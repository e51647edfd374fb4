//! Domain models for prerequisite-chain analysis.
//!
//! This module contains the module universe, the disjoint-set registry used
//! for vertex contraction, the prerequisite graph and the algorithms run
//! over it, plus configuration.

/// Module codes and the code/index lookup.
pub mod module;
pub use module::{InvalidModuleCode, ModuleCode, ModuleIndex, ModuleUniverse};

/// Union-find over module indices.
pub mod disjoint_set;
pub use disjoint_set::DisjointSet;

mod prereq;
pub use prereq::{Branch, Leaves, PrereqTree};

mod provenance;
pub use provenance::{AcademicYear, EdgeMetadata, InvalidAcademicYear};

/// The contracted prerequisite graph.
pub mod graph;
pub use graph::{AcyclicGraph, CycleError, GraphParts, InvalidParts, PrereqGraph};

mod cycle;

/// Longest-path computation and its results.
pub mod longest_path;
pub use longest_path::{LongestPaths, PathRecord};

mod config;
pub use config::Config;
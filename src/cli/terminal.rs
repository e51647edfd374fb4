//! Terminal capability detection and colouring

use std::fmt::Display;

use owo_colors::{OwoColorize, colors::css};

/// Detects whether coloured output should be enabled
pub fn supports_color() -> bool {
    supports_color::on(supports_color::Stream::Stdout).is_some()
}

/// Detects terminal width, returning None if not available
pub fn terminal_width() -> Option<u16> {
    terminal_size::terminal_size().map(|(w, _)| w.0)
}

/// Check if terminal is too narrow to print a chain on one line
pub fn is_narrow() -> bool {
    terminal_width().is_some_and(|w| w < 80)
}

fn paint<T: Display + ?Sized>(value: &T, styled: impl FnOnce(&T) -> String) -> String {
    if supports_color() {
        styled(value)
    } else {
        value.to_string()
    }
}

/// Extension trait for colouring anything printable
pub trait Colorize: Display {
    /// Color as success (green)
    fn success(&self) -> String {
        paint(self, |v| v.fg::<css::Green>().to_string())
    }

    /// Color as warning (amber)
    fn warning(&self) -> String {
        paint(self, |v| v.fg::<css::Orange>().to_string())
    }

    /// Color as info (blue)
    fn info(&self) -> String {
        paint(self, |v| v.fg::<css::LightBlue>().to_string())
    }

    /// Dim the text
    fn dim(&self) -> String {
        paint(self, |v| v.dimmed().to_string())
    }
}

impl<T: Display + ?Sized> Colorize for T {}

■ ■ ■ ■ ■

● Instructions to follow: Could you return every line from the entries above in which the string "impl" occurs?

● Solution for this exercise:
fn paint<T: Display + ?Sized>(value: &T, styled: impl FnOnce(&T) -> String) -> String {
impl<T: Display + ?Sized> Colorize for T {}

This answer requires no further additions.